Fake news has become one of the greatest societal menaces. There are ‘five-star journalists’ who have started thinking that they can lie with impunity perhaps to further their political agenda that they cover so carefully behind the veil of neutrality. And then, when they are called out for their malicious lies, they cry “troll”, “vendetta” or plain “hate”. The cacophony demanding action against such malicious lies has grown louder over the years. In fact, the government itself faced severe criticism for treating the media with kid gloves.
Finally, the government and specifically the Information and Broadcasting Ministry has come out with circular that might potentially put an end to the fake news menace once and for all.
The Government now seems to have amended the Guidelines for Accreditation of Journalists. Now, on receiving information of fake news, the information will be forwarded to Press Council of India (PCI) if it pertains to print media, and News Broadcasters Association if it pertains to electronic media.

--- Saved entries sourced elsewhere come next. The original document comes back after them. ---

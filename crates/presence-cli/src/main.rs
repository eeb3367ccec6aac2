use anyhow::{bail, Context, Result};
use chrono::{DateTime, Local};
use clap::{Args, Parser, Subcommand, ValueEnum};
use presence_core::{
    AttendanceRecorder, Descriptor, DescriptorStore, FeatureExtractor, MatchResult,
    SimulatedExtractor,
};
use presence_store::SqliteStore;
use std::path::{Path, PathBuf};
use std::sync::Arc;
use tracing_subscriber::EnvFilter;

mod config;
mod engine;
mod input;

use config::Config;
use engine::{spawn_engine, EngineHandle, MatchSettings};

#[derive(Parser)]
#[command(name = "presence", version, about = "Face-based attendance tracking")]
struct Cli {
    /// Config file (default: $XDG_CONFIG_HOME/presence/config.toml)
    #[arg(long, global = true)]
    config: Option<PathBuf>,
    /// Database file, overriding the configured one
    #[arg(long, global = true)]
    db: Option<PathBuf>,
    #[command(subcommand)]
    command: Commands,
}

#[derive(Subcommand)]
enum Commands {
    /// Enroll a face for an employee
    Enroll {
        /// Employee code (e.g., "EMP001")
        #[arg(short, long)]
        employee: String,
        /// Display name
        #[arg(short, long)]
        name: Option<String>,
        #[command(flatten)]
        probe: ProbeArgs,
    },
    /// Recognize faces and record attendance for each match
    CheckIn {
        /// Image files, one check-in per image
        #[arg(required_unless_present = "descriptor")]
        images: Vec<PathBuf>,
        /// JSON file holding a descriptor vector
        #[arg(long, conflicts_with = "images")]
        descriptor: Option<PathBuf>,
        #[arg(short, long)]
        threshold: Option<f32>,
        /// Location tag for the attendance event
        #[arg(short, long)]
        location: Option<String>,
    },
    /// Recognize a face without recording attendance
    Recognize {
        #[command(flatten)]
        probe: ProbeArgs,
        #[arg(short, long)]
        threshold: Option<f32>,
        #[arg(long)]
        json: bool,
    },
    /// List enrolled faces, newest first
    List {
        #[arg(long)]
        json: bool,
    },
    /// List attendance events, newest first
    Records {
        #[arg(long)]
        json: bool,
    },
    /// Import data in the legacy JSON layout
    Import {
        #[arg(value_enum)]
        kind: DataKind,
        path: PathBuf,
    },
    /// Export data in the legacy JSON layout
    Export {
        #[arg(value_enum)]
        kind: DataKind,
        path: PathBuf,
    },
    /// Show database and matching status
    Status,
}

#[derive(Args)]
struct ProbeArgs {
    /// Image file to extract a descriptor from
    #[arg(required_unless_present = "descriptor")]
    image: Option<PathBuf>,
    /// JSON file holding a descriptor vector
    #[arg(long, conflicts_with = "image")]
    descriptor: Option<PathBuf>,
}

#[derive(Clone, Copy, ValueEnum)]
enum DataKind {
    Enrollments,
    Attendance,
}

#[tokio::main]
async fn main() -> Result<()> {
    tracing_subscriber::fmt()
        .with_env_filter(EnvFilter::from_default_env())
        .init();

    let cli = Cli::parse();

    let mut config = Config::load(cli.config.as_deref())?;
    if let Some(db) = cli.db {
        config.db_path = db;
    }
    config.validate().context("invalid configuration")?;

    let store = Arc::new(
        SqliteStore::open(&config.db_path)
            .with_context(|| format!("opening database {}", config.db_path.display()))?,
    );
    let extractor: Arc<dyn FeatureExtractor> =
        Arc::new(SimulatedExtractor::new(config.descriptor_len));

    match cli.command {
        Commands::Enroll {
            employee,
            name,
            probe,
        } => {
            let engine = start_engine(&store, &config)?;
            let descriptor = probe.resolve(extractor.as_ref(), config.descriptor_len)?;
            let outcome = engine.enroll(employee, name, descriptor).await?;

            if let Some(MatchResult::Matched {
                employee_id,
                similarity,
                ..
            }) = &outcome.possible_duplicate
            {
                println!(
                    "warning: face closely matches employee {employee_id} (similarity {similarity:.3})"
                );
            }
            println!(
                "Enrolled {}{}",
                outcome.record.employee_id,
                outcome
                    .record
                    .name
                    .as_deref()
                    .map(|n| format!(" ({n})"))
                    .unwrap_or_default()
            );
            Ok(())
        }
        Commands::CheckIn {
            images,
            descriptor,
            threshold,
            location,
        } => {
            let engine = start_engine(&store, &config)?;
            let location = location.unwrap_or_else(|| config.location.clone());

            if let Some(path) = descriptor {
                let probe = input::descriptor_from_json(&path, config.descriptor_len)?;
                let check_in = engine.check_in(probe, threshold, &location).await?;
                report_check_in(&path, &check_in);
            } else {
                check_in_images(&engine, &extractor, images, threshold, &location).await?;
            }
            Ok(())
        }
        Commands::Recognize {
            probe,
            threshold,
            json,
        } => {
            let engine = start_engine(&store, &config)?;
            let descriptor = probe.resolve(extractor.as_ref(), config.descriptor_len)?;
            let scan = engine.recognize(descriptor, threshold).await?;

            if json {
                println!("{}", serde_json::to_string_pretty(&scan.result)?);
            } else {
                match &scan.result {
                    MatchResult::Matched {
                        employee_id,
                        name,
                        similarity,
                    } => println!(
                        "Recognized {employee_id}{} (similarity {similarity:.3})",
                        name.as_deref().map(|n| format!(" ({n})")).unwrap_or_default()
                    ),
                    MatchResult::NoMatch => println!("Not recognized"),
                }
            }
            if scan.skipped > 0 {
                eprintln!(
                    "warning: {} enrollment(s) skipped due to descriptor length mismatch",
                    scan.skipped
                );
            }
            Ok(())
        }
        Commands::List { json } => {
            let mut records = store.all()?.as_ref().clone();
            records.sort_by(|a, b| b.timestamp.cmp(&a.timestamp));

            if json {
                println!("{}", serde_json::to_string_pretty(&records)?);
            } else if records.is_empty() {
                println!("No employees enrolled");
            } else {
                for record in &records {
                    println!(
                        "{:<12} {:<24} enrolled {}",
                        record.employee_id,
                        record.name.as_deref().unwrap_or("-"),
                        format_millis(record.timestamp)
                    );
                }
            }
            Ok(())
        }
        Commands::Records { json } => {
            let mut events = store.events()?;
            events.sort_by(|a, b| b.timestamp.cmp(&a.timestamp));

            if json {
                println!("{}", serde_json::to_string_pretty(&events)?);
            } else if events.is_empty() {
                println!("No attendance records");
            } else {
                for event in &events {
                    println!(
                        "{}  {:<12} {:<24} {}",
                        format_millis(event.timestamp),
                        event.employee_id,
                        event.name,
                        event.location
                    );
                }
            }
            Ok(())
        }
        Commands::Import { kind, path } => {
            let summary = match kind {
                DataKind::Enrollments => presence_store::import_enrollments(store.as_ref(), &path)?,
                DataKind::Attendance => presence_store::import_attendance(store.as_ref(), &path)?,
            };
            println!(
                "Imported {} record(s), skipped {} invalid",
                summary.imported, summary.skipped
            );
            Ok(())
        }
        Commands::Export { kind, path } => {
            let count = match kind {
                DataKind::Enrollments => presence_store::export_enrollments(store.as_ref(), &path)?,
                DataKind::Attendance => presence_store::export_attendance(store.as_ref(), &path)?,
            };
            println!("Exported {count} record(s) to {}", path.display());
            Ok(())
        }
        Commands::Status => {
            let stats = store.stats()?;
            println!(
                "{}",
                serde_json::to_string_pretty(&serde_json::json!({
                    "version": env!("CARGO_PKG_VERSION"),
                    "database": store.path().display().to_string(),
                    "enrollments": stats.enrollments,
                    "employees": stats.employees,
                    "attendance_events": stats.attendance_events,
                    "threshold": config.threshold,
                    "descriptor_len": config.descriptor_len,
                    "location": config.location,
                    "extractor": "simulated",
                }))?
            );
            Ok(())
        }
    }
}

impl ProbeArgs {
    fn resolve(&self, extractor: &dyn FeatureExtractor, descriptor_len: usize) -> Result<Descriptor> {
        match (&self.image, &self.descriptor) {
            (_, Some(path)) => input::descriptor_from_json(path, descriptor_len),
            (Some(path), None) => input::descriptor_from_image(extractor, path),
            (None, None) => bail!("an image or --descriptor is required"),
        }
    }
}

fn start_engine(store: &Arc<SqliteStore>, config: &Config) -> Result<EngineHandle> {
    let settings = MatchSettings {
        threshold: config.threshold,
        duplicate_threshold: config.duplicate_threshold,
        descriptor_len: config.descriptor_len,
        scan_timeout: config.scan_timeout(),
    };
    Ok(spawn_engine(store.clone(), store.clone(), settings)?)
}

/// Run one check-in per image concurrently; print results in argument order.
async fn check_in_images(
    engine: &EngineHandle,
    extractor: &Arc<dyn FeatureExtractor>,
    images: Vec<PathBuf>,
    threshold: Option<f32>,
    location: &str,
) -> Result<()> {
    let mut tasks = tokio::task::JoinSet::new();
    for (index, path) in images.into_iter().enumerate() {
        let engine = engine.clone();
        let extractor = Arc::clone(extractor);
        let location = location.to_string();
        tasks.spawn(async move {
            let result = async {
                let probe = tokio::task::spawn_blocking({
                    let path = path.clone();
                    move || input::descriptor_from_image(extractor.as_ref(), &path)
                })
                .await??;
                Ok::<_, anyhow::Error>(engine.check_in(probe, threshold, &location).await?)
            }
            .await;
            (index, path, result)
        });
    }

    let mut results = Vec::new();
    while let Some(joined) = tasks.join_next().await {
        results.push(joined?);
    }
    results.sort_by_key(|(index, _, _)| *index);

    let mut failures = 0;
    for (_, path, result) in results {
        match result {
            Ok(check_in) => report_check_in(&path, &check_in),
            Err(e) => {
                eprintln!("{}: error: {e:#}", path.display());
                failures += 1;
            }
        }
    }

    if failures > 0 {
        bail!("{failures} check-in(s) failed");
    }
    Ok(())
}

fn report_check_in(source: &Path, check_in: &engine::CheckIn) {
    match (&check_in.event, check_in.scan.result.similarity()) {
        (Some(event), Some(similarity)) => println!(
            "{}: attendance recorded for {} ({}) at {} (similarity {similarity:.3})",
            source.display(),
            event.employee_id,
            event.name,
            event.location
        ),
        _ => println!("{}: not recognized", source.display()),
    }
}

fn format_millis(millis: i64) -> String {
    DateTime::from_timestamp_millis(millis)
        .map(|utc| utc.with_timezone(&Local).format("%Y-%m-%d %H:%M:%S").to_string())
        .unwrap_or_else(|| millis.to_string())
}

The circular says that the complaint needs to be resolved within 15 days by these regulating agencies. Once the complaint has been registered with the concerned agency, the accreditation of the concerned journalist will be suspended till the resolution of the complaint. PIB, which consists of representatives of PCI and NBA will be reached out for any accreditation requests by journalists.

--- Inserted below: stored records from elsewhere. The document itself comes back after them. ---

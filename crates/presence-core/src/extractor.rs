//! Feature extraction contract.
//!
//! The matcher only needs fixed-length, scale-consistent descriptors. The
//! bundled [`SimulatedExtractor`] stands in for a real face model: it derives
//! a pseudo-random descriptor from a SHA-256 digest of the frame, so the same
//! frame always yields the same descriptor.

use crate::types::{Descriptor, DescriptorError};
use rand::rngs::StdRng;
use rand::{Rng, SeedableRng};
use sha2::{Digest, Sha256};
use thiserror::Error;

#[derive(Error, Debug)]
pub enum ExtractError {
    #[error("frame is empty")]
    EmptyFrame,
    #[error("frame size mismatch: {width}x{height} needs {expected} bytes, got {actual}")]
    FrameSize {
        width: u32,
        height: u32,
        expected: usize,
        actual: usize,
    },
    #[error("extractor produced an invalid descriptor: {0}")]
    InvalidDescriptor(#[from] DescriptorError),
}

/// Turns an 8-bit grayscale frame into a descriptor of fixed length.
pub trait FeatureExtractor: Send + Sync {
    /// Length of every descriptor this extractor returns.
    fn descriptor_len(&self) -> usize;

    fn extract(&self, frame: &[u8], width: u32, height: u32) -> Result<Descriptor, ExtractError>;
}

/// Deterministic stand-in for a face model. Components are uniform in [-1, 1).
#[derive(Debug, Clone)]
pub struct SimulatedExtractor {
    len: usize,
}

impl SimulatedExtractor {
    pub fn new(len: usize) -> Self {
        Self { len }
    }
}

impl Default for SimulatedExtractor {
    fn default() -> Self {
        Self::new(crate::types::DEFAULT_DESCRIPTOR_LEN)
    }
}

impl FeatureExtractor for SimulatedExtractor {
    fn descriptor_len(&self) -> usize {
        self.len
    }

    fn extract(&self, frame: &[u8], width: u32, height: u32) -> Result<Descriptor, ExtractError> {
        check_frame(frame, width, height)?;

        let mut hasher = Sha256::new();
        hasher.update(width.to_le_bytes());
        hasher.update(height.to_le_bytes());
        hasher.update(frame);
        let seed: [u8; 32] = hasher.finalize().into();

        let mut rng = StdRng::from_seed(seed);
        let values = (0..self.len).map(|_| rng.gen_range(-1.0f64..1.0)).collect();
        let descriptor = Descriptor::new(values)?;

        tracing::debug!(width, height, dims = self.len, "simulated descriptor extracted");
        Ok(descriptor)
    }
}

fn check_frame(frame: &[u8], width: u32, height: u32) -> Result<(), ExtractError> {
    let expected = width as usize * height as usize;
    if expected == 0 || frame.is_empty() {
        return Err(ExtractError::EmptyFrame);
    }
    if frame.len() != expected {
        return Err(ExtractError::FrameSize {
            width,
            height,
            expected,
            actual: frame.len(),
        });
    }
    Ok(())
}

#[cfg(test)]
mod tests {
    use super::*;

    #[test]
    fn test_same_frame_same_descriptor() {
        let extractor = SimulatedExtractor::default();
        let frame = vec![42u8; 16 * 16];
        let a = extractor.extract(&frame, 16, 16).unwrap();
        let b = extractor.extract(&frame, 16, 16).unwrap();
        assert_eq!(a, b);
        assert_eq!(a.len(), 128);
    }

    #[test]
    fn test_different_frames_differ() {
        let extractor = SimulatedExtractor::new(64);
        let a = extractor.extract(&[1u8; 64], 8, 8).unwrap();
        let mut frame = vec![1u8; 64];
        frame[63] = 2;
        let b = extractor.extract(&frame, 8, 8).unwrap();
        assert_ne!(a, b);
        assert!(a.similarity(&b).unwrap() < 0.8);
    }

    #[test]
    fn test_dimensions_are_part_of_seed() {
        let extractor = SimulatedExtractor::new(32);
        let frame = vec![7u8; 64];
        let a = extractor.extract(&frame, 8, 8).unwrap();
        let b = extractor.extract(&frame, 16, 4).unwrap();
        assert_ne!(a, b);
    }

    #[test]
    fn test_components_in_range() {
        let extractor = SimulatedExtractor::new(512);
        let descriptor = extractor.extract(&[9u8; 4], 2, 2).unwrap();
        assert!(descriptor.as_slice().iter().all(|v| (-1.0..1.0).contains(v)));
    }

    #[test]
    fn test_rejects_bad_frames() {
        let extractor = SimulatedExtractor::default();
        assert!(matches!(extractor.extract(&[], 0, 0), Err(ExtractError::EmptyFrame)));
        assert!(matches!(
            extractor.extract(&[0u8; 10], 4, 4),
            Err(ExtractError::FrameSize { expected: 16, actual: 10, .. })
        ));
    }

    #[test]
    fn test_zero_length_descriptor_rejected() {
        let extractor = SimulatedExtractor::new(0);
        assert!(matches!(
            extractor.extract(&[0u8; 4], 2, 2),
            Err(ExtractError::InvalidDescriptor(DescriptorError::Empty))
        ));
    }
}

If the complaint of such fake news is found to be true, in the first instance, the accreditation of the said journalist would be cancelled for 6 months. On the second instance, the cancellation period would increase to 1 year, and on the 3rd strike, the journalist who spread or propagated the fake news would lose their accreditation permanently.
While examining the request for accreditation, the agencies would examine if the journalist adheres to the “Norms of Journalistic Conduct” and “Code of Ethics and Broadcasting Standards” prescribed by PCI and NBA are adhered to by the journalist as a part of functioning.
The circular ends with an interesting “it would be obligatory for journalists to abide by these guidelines”. Which is to say, these rules and regulations that now seem to be enforceable won’t be optional for journalists if they wish to retain their accreditation.
With these stringent rules in place, the volume of fake news might certainly come down.